━━ Input data

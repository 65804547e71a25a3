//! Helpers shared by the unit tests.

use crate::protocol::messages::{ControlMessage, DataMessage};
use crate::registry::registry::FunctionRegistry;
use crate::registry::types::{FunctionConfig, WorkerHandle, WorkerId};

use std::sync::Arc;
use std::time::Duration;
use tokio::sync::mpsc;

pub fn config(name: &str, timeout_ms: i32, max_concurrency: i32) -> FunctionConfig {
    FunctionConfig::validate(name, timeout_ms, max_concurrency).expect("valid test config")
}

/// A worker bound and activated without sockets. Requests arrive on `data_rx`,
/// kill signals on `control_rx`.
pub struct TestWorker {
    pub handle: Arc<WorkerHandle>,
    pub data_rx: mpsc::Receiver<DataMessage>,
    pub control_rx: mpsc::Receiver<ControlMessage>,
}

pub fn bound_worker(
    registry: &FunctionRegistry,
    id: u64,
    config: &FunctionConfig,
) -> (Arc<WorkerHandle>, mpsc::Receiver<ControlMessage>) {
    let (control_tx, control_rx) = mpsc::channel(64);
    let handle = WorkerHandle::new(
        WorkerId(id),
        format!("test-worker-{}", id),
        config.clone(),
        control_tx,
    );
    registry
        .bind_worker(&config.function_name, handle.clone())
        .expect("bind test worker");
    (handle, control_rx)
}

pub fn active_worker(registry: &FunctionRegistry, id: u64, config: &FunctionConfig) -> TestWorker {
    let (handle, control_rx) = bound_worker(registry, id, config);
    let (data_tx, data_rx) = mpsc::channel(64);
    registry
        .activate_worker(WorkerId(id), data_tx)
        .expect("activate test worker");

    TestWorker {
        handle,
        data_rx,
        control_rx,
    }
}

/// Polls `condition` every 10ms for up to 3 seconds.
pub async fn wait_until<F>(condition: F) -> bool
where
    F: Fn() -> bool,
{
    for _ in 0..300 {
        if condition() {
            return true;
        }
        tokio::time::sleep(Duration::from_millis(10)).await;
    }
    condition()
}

━━━━

Your assignment ::
A complete and exact reproduction of the data is needed.

Answer section ::
repository 65804547e71a25a3
//! Helpers shared by the unit tests.

use crate::protocol::messages::{ControlMessage, DataMessage};
use crate::registry::registry::FunctionRegistry;
use crate::registry::types::{FunctionConfig, WorkerHandle, WorkerId};

use std::sync::Arc;
use std::time::Duration;
use tokio::sync::mpsc;

pub fn config(name: &str, timeout_ms: i32, max_concurrency: i32) -> FunctionConfig {
    FunctionConfig::validate(name, timeout_ms, max_concurrency).expect("valid test config")
}

/// A worker bound and activated without sockets. Requests arrive on `data_rx`,
/// kill signals on `control_rx`.
pub struct TestWorker {
    pub handle: Arc<WorkerHandle>,
    pub data_rx: mpsc::Receiver<DataMessage>,
    pub control_rx: mpsc::Receiver<ControlMessage>,
}

pub fn bound_worker(
    registry: &FunctionRegistry,
    id: u64,
    config: &FunctionConfig,
) -> (Arc<WorkerHandle>, mpsc::Receiver<ControlMessage>) {
    let (control_tx, control_rx) = mpsc::channel(64);
    let handle = WorkerHandle::new(
        WorkerId(id),
        format!("test-worker-{}", id),
        config.clone(),
        control_tx,
    );
    registry
        .bind_worker(&config.function_name, handle.clone())
        .expect("bind test worker");
    (handle, control_rx)
}

pub fn active_worker(registry: &FunctionRegistry, id: u64, config: &FunctionConfig) -> TestWorker {
    let (handle, control_rx) = bound_worker(registry, id, config);
    let (data_tx, data_rx) = mpsc::channel(64);
    registry
        .activate_worker(WorkerId(id), data_tx)
        .expect("activate test worker");

    TestWorker {
        handle,
        data_rx,
        control_rx,
    }
}

/// Polls `condition` every 10ms for up to 3 seconds.
pub async fn wait_until<F>(condition: F) -> bool
where
    F: Fn() -> bool,
{
    for _ in 0..300 {
        if condition() {
            return true;
        }
        tokio::time::sleep(Duration::from_millis(10)).await;
    }
    condition()
}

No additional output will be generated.